WHAT IS EXPECTED:
Please work out the number of lines in the following material that include "Embers", and reply with only that number.

TASK DATA:
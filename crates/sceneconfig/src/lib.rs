//! Scene description loaded from TOML.
//!
//! Every section is optional; a missing file or an empty document yields the
//! stock three-strand red-to-white effect.

use std::fmt;
use std::time::Duration;

use serde::de::{self, Deserializer};
use serde::{Deserialize, Serialize};

#[derive(Debug, thiserror::Error)]
pub enum ConfigError {
    #[error("failed to parse configuration: {0}")]
    Parse(#[from] toml::de::Error),
    #[error("invalid configuration: {0}")]
    Invalid(String),
}

#[derive(Debug, Clone, PartialEq, Deserialize, Serialize)]
pub struct SceneConfig {
    #[serde(default = "default_version")]
    pub version: u32,
    #[serde(default)]
    pub window: WindowConfig,
    #[serde(default)]
    pub render: RenderConfig,
    #[serde(default)]
    pub strands: StrandConfig,
    #[serde(default = "default_stops")]
    pub stops: Vec<StopConfig>,
    #[serde(default)]
    pub curve: CurveConfig,
}

#[derive(Debug, Clone, PartialEq, Deserialize, Serialize)]
pub struct WindowConfig {
    #[serde(default = "default_width")]
    pub width: u32,
    #[serde(default = "default_height")]
    pub height: u32,
    #[serde(default = "default_title")]
    pub title: String,
}

#[derive(Debug, Clone, PartialEq, Deserialize, Serialize)]
pub struct RenderConfig {
    #[serde(default)]
    pub fps: Option<f32>,
    #[serde(default = "default_pixel_ratio_cap")]
    pub pixel_ratio_cap: f32,
    /// Animation time used for stills and exports.
    #[serde(
        default,
        deserialize_with = "deserialize_duration_opt",
        skip_serializing_if = "Option::is_none"
    )]
    pub still_time: Option<Duration>,
}

#[derive(Debug, Clone, PartialEq, Deserialize, Serialize)]
pub struct StrandConfig {
    #[serde(default = "default_strand_count")]
    pub count: usize,
    #[serde(default = "default_table_length")]
    pub table_length: usize,
}

#[derive(Debug, Clone, PartialEq, Deserialize, Serialize)]
pub struct StopConfig {
    pub position: f32,
    /// Any CSS-style colour the renderer understands (`"orange"`, `"#ff8800"`).
    pub color: String,
    #[serde(default = "default_opacity")]
    pub opacity: f32,
}

/// Overrides for the curve family. Omitted parts keep the stock rosette.
#[derive(Debug, Clone, Default, PartialEq, Deserialize, Serialize)]
pub struct CurveConfig {
    #[serde(default)]
    pub segments: Option<usize>,
    #[serde(default)]
    pub ctrl1: Option<PointTermsConfig>,
    #[serde(default)]
    pub ctrl2: Option<PointTermsConfig>,
    #[serde(default)]
    pub end: Option<PointTermsConfig>,
}

#[derive(Debug, Clone, Copy, PartialEq, Deserialize, Serialize)]
pub struct PointTermsConfig {
    #[serde(default)]
    pub angle_per_segment: f64,
    #[serde(default)]
    pub angle_per_phase: f64,
    #[serde(default)]
    pub radius_base: f64,
    #[serde(default)]
    pub radius_per_segment: f64,
    #[serde(default)]
    pub radius_per_phase: f64,
}

impl Default for SceneConfig {
    fn default() -> Self {
        Self {
            version: default_version(),
            window: WindowConfig::default(),
            render: RenderConfig::default(),
            strands: StrandConfig::default(),
            stops: default_stops(),
            curve: CurveConfig::default(),
        }
    }
}

impl Default for WindowConfig {
    fn default() -> Self {
        Self {
            width: default_width(),
            height: default_height(),
            title: default_title(),
        }
    }
}

impl Default for RenderConfig {
    fn default() -> Self {
        Self {
            fps: None,
            pixel_ratio_cap: default_pixel_ratio_cap(),
            still_time: None,
        }
    }
}

impl Default for StrandConfig {
    fn default() -> Self {
        Self {
            count: default_strand_count(),
            table_length: default_table_length(),
        }
    }
}

impl StopConfig {
    pub fn new(position: f32, color: impl Into<String>, opacity: f32) -> Self {
        Self {
            position,
            color: color.into(),
            opacity,
        }
    }
}

fn default_version() -> u32 {
    1
}

fn default_width() -> u32 {
    800
}

fn default_height() -> u32 {
    600
}

fn default_title() -> String {
    "Glowstrands".to_string()
}

fn default_pixel_ratio_cap() -> f32 {
    2.0
}

fn default_strand_count() -> usize {
    3
}

fn default_table_length() -> usize {
    25
}

fn default_opacity() -> f32 {
    1.0
}

fn default_stops() -> Vec<StopConfig> {
    vec![
        StopConfig::new(0.0, "red", 0.0),
        StopConfig::new(0.25, "orange", 0.5),
        StopConfig::new(0.5, "white", 1.0),
    ]
}

fn deserialize_duration_opt<'de, D>(deserializer: D) -> Result<Option<Duration>, D::Error>
where
    D: Deserializer<'de>,
{
    struct Visitor;
    impl<'de> de::Visitor<'de> for Visitor {
        type Value = Option<Duration>;

        fn expecting(&self, formatter: &mut fmt::Formatter<'_>) -> fmt::Result {
            formatter.write_str("a duration as number of seconds or human-readable string")
        }

        fn visit_str<E>(self, v: &str) -> Result<Self::Value, E>
        where
            E: de::Error,
        {
            humantime::parse_duration(v)
                .map(Some)
                .map_err(|err| E::custom(format!("invalid duration '{v}': {err}")))
        }

        fn visit_i64<E>(self, v: i64) -> Result<Self::Value, E>
        where
            E: de::Error,
        {
            if v < 0 {
                return Err(E::custom("duration must be non-negative"));
            }
            Ok(Some(Duration::from_secs(v as u64)))
        }

        fn visit_u64<E>(self, v: u64) -> Result<Self::Value, E>
        where
            E: de::Error,
        {
            Ok(Some(Duration::from_secs(v)))
        }

        fn visit_f64<E>(self, v: f64) -> Result<Self::Value, E>
        where
            E: de::Error,
        {
            if !v.is_finite() || v.is_sign_negative() {
                return Err(E::custom("duration must be non-negative"));
            }
            Duration::try_from_secs_f64(v)
                .map(Some)
                .map_err(|err| E::custom(format!("invalid duration {v}: {err}")))
        }
    }

    deserializer.deserialize_any(Visitor)
}

impl SceneConfig {
    pub fn from_toml_str(input: &str) -> Result<Self, ConfigError> {
        let raw: SceneConfig = toml::from_str(input)?;
        raw.validate()?;
        Ok(raw)
    }

    pub fn still_time_seconds(&self) -> Option<f64> {
        self.render.still_time.map(|time| time.as_secs_f64())
    }

    pub fn validate(&self) -> Result<(), ConfigError> {
        if self.version != 1 {
            return Err(ConfigError::Invalid(format!(
                "unsupported config version {}; expected 1",
                self.version
            )));
        }

        if self.window.width == 0 || self.window.height == 0 {
            return Err(ConfigError::Invalid(format!(
                "window size {}x{} must be non-zero",
                self.window.width, self.window.height
            )));
        }

        if self.strands.count == 0 {
            return Err(ConfigError::Invalid(
                "strands.count must be at least 1".into(),
            ));
        }

        if self.strands.table_length == 0 {
            return Err(ConfigError::Invalid(
                "strands.table_length must be at least 1".into(),
            ));
        }

        if let Some(fps) = self.render.fps {
            if !fps.is_finite() || fps < 0.0 {
                return Err(ConfigError::Invalid("render.fps must be >= 0".into()));
            }
        }

        if !self.render.pixel_ratio_cap.is_finite() || self.render.pixel_ratio_cap <= 0.0 {
            return Err(ConfigError::Invalid(
                "render.pixel_ratio_cap must be greater than zero".into(),
            ));
        }

        if self.stops.is_empty() {
            return Err(ConfigError::Invalid(
                "config must define at least one gradient stop".into(),
            ));
        }

        for (index, stop) in self.stops.iter().enumerate() {
            if !(0.0..=1.0).contains(&stop.position) {
                return Err(ConfigError::Invalid(format!(
                    "stop {index} position {} must be within [0, 1]",
                    stop.position
                )));
            }
            if !(0.0..=1.0).contains(&stop.opacity) {
                return Err(ConfigError::Invalid(format!(
                    "stop {index} opacity {} must be within [0, 1]",
                    stop.opacity
                )));
            }
            if stop.color.trim().is_empty() {
                return Err(ConfigError::Invalid(format!(
                    "stop {index} has an empty colour"
                )));
            }
        }

        Ok(())
    }
}

#[cfg(test)]
mod tests {
    use super::*;

    const SAMPLE: &str = r##"
version = 1

[window]
width = 1280
height = 720
title = "Embers"

[render]
fps = 30
pixel_ratio_cap = 1.5
still_time = "2s 500ms"

[strands]
count = 5
table_length = 40

[[stops]]
position = 0.0
color = "#200000"
opacity = 0.0

[[stops]]
position = 0.6
color = "hsl(30deg, 100%, 50%)"

[curve]
segments = 7

[curve.end]
angle_per_segment = 12.0
radius_base = 250.0
"##;

    #[test]
    fn parses_sample_config() {
        let config = SceneConfig::from_toml_str(SAMPLE).expect("parse config");
        assert_eq!(config.window.width, 1280);
        assert_eq!(config.window.title, "Embers");
        assert_eq!(config.render.fps, Some(30.0));
        assert_eq!(config.still_time_seconds(), Some(2.5));
        assert_eq!(config.strands.count, 5);
        assert_eq!(config.stops.len(), 2);
        assert_eq!(config.stops[1].opacity, 1.0);
        assert_eq!(config.curve.segments, Some(7));
        let end = config.curve.end.expect("end terms");
        assert_eq!(end.radius_base, 250.0);
        assert_eq!(end.radius_per_segment, 0.0);
        assert!(config.curve.ctrl1.is_none());
    }

    #[test]
    fn empty_document_yields_defaults() {
        let config = SceneConfig::from_toml_str("").unwrap();
        assert_eq!(config, SceneConfig::default());
        assert_eq!(config.strands.count, 3);
        assert_eq!(config.strands.table_length, 25);
        assert_eq!(config.render.pixel_ratio_cap, 2.0);
        let colours: Vec<&str> = config.stops.iter().map(|s| s.color.as_str()).collect();
        assert_eq!(colours, ["red", "orange", "white"]);
    }

    #[test]
    fn numeric_still_time_is_seconds() {
        let config = SceneConfig::from_toml_str("[render]\nstill_time = 1.25\n").unwrap();
        assert_eq!(config.render.still_time, Some(Duration::from_millis(1250)));
    }

    #[test]
    fn oversized_still_time_is_a_parse_error() {
        let err = SceneConfig::from_toml_str("[render]\nstill_time = 1e30\n").unwrap_err();
        assert!(matches!(err, ConfigError::Parse(_)));
    }

    #[test]
    fn rejects_unknown_version() {
        let err = SceneConfig::from_toml_str("version = 2").unwrap_err();
        assert!(matches!(err, ConfigError::Invalid(_)));
    }

    #[test]
    fn rejects_zero_strands_and_zero_table() {
        let err = SceneConfig::from_toml_str("[strands]\ncount = 0\n").unwrap_err();
        assert!(matches!(err, ConfigError::Invalid(_)));
        let err = SceneConfig::from_toml_str("[strands]\ntable_length = 0\n").unwrap_err();
        assert!(matches!(err, ConfigError::Invalid(_)));
    }

    #[test]
    fn rejects_out_of_range_stops() {
        let position = r#"
[[stops]]
position = 1.5
color = "red"
"#;
        let err = SceneConfig::from_toml_str(position).unwrap_err();
        assert!(err.to_string().contains("position"));

        let opacity = r#"
[[stops]]
position = 0.5
color = "red"
opacity = -0.1
"#;
        let err = SceneConfig::from_toml_str(opacity).unwrap_err();
        assert!(err.to_string().contains("opacity"));
    }

    #[test]
    fn rejects_empty_stop_list() {
        let err = SceneConfig::from_toml_str("stops = []").unwrap_err();
        assert!(matches!(err, ConfigError::Invalid(_)));
    }

    #[test]
    fn malformed_toml_is_a_parse_error() {
        let err = SceneConfig::from_toml_str("[strands\ncount = 3").unwrap_err();
        assert!(matches!(err, ConfigError::Parse(_)));
    }
}
use std::fmt;

/// Failures surfaced by the rendering core.
///
/// Every variant is fatal for the run: the frame loop stops on the first error
/// instead of skipping frames.
#[derive(Debug, thiserror::Error)]
pub enum RenderError {
    /// The 2D rasterizer could not allocate a drawing surface of this size.
    #[error("2D drawing surface unavailable for {width}x{height}")]
    SurfaceUnavailable { width: u32, height: u32 },
    /// The GPU device, surface, or pipeline could not be initialised.
    #[error("GPU capability unavailable: {0}")]
    GpuCapabilityUnavailable(String),
    #[error("gradient requires at least one colour stop")]
    EmptyGradient,
    /// The curve produced non-finite coordinates for this phase.
    #[error("curve geometry is not finite at phase {phase}")]
    CurveGeometry { phase: f64 },
    /// The swapchain refused to hand out a frame.
    #[error("surface error: {0}")]
    Surface(#[from] wgpu::SurfaceError),
    #[error("failed to export still frame: {0}")]
    Export(String),
}

impl RenderError {
    pub(crate) fn surface_unavailable(width: u32, height: u32) -> Self {
        Self::SurfaceUnavailable { width, height }
    }

    pub(crate) fn gpu(message: impl fmt::Display) -> Self {
        Self::GpuCapabilityUnavailable(message.to_string())
    }

    /// Returns the swapchain error if this failure came from frame acquisition.
    pub fn as_surface_error(&self) -> Option<&wgpu::SurfaceError> {
        match self {
            Self::Surface(err) => Some(err),
            _ => None,
        }
    }
}

/// Result alias used throughout the renderer core.
pub type RenderResult<T> = Result<T, RenderError>;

SOLUTION FOR THIS TASK:
2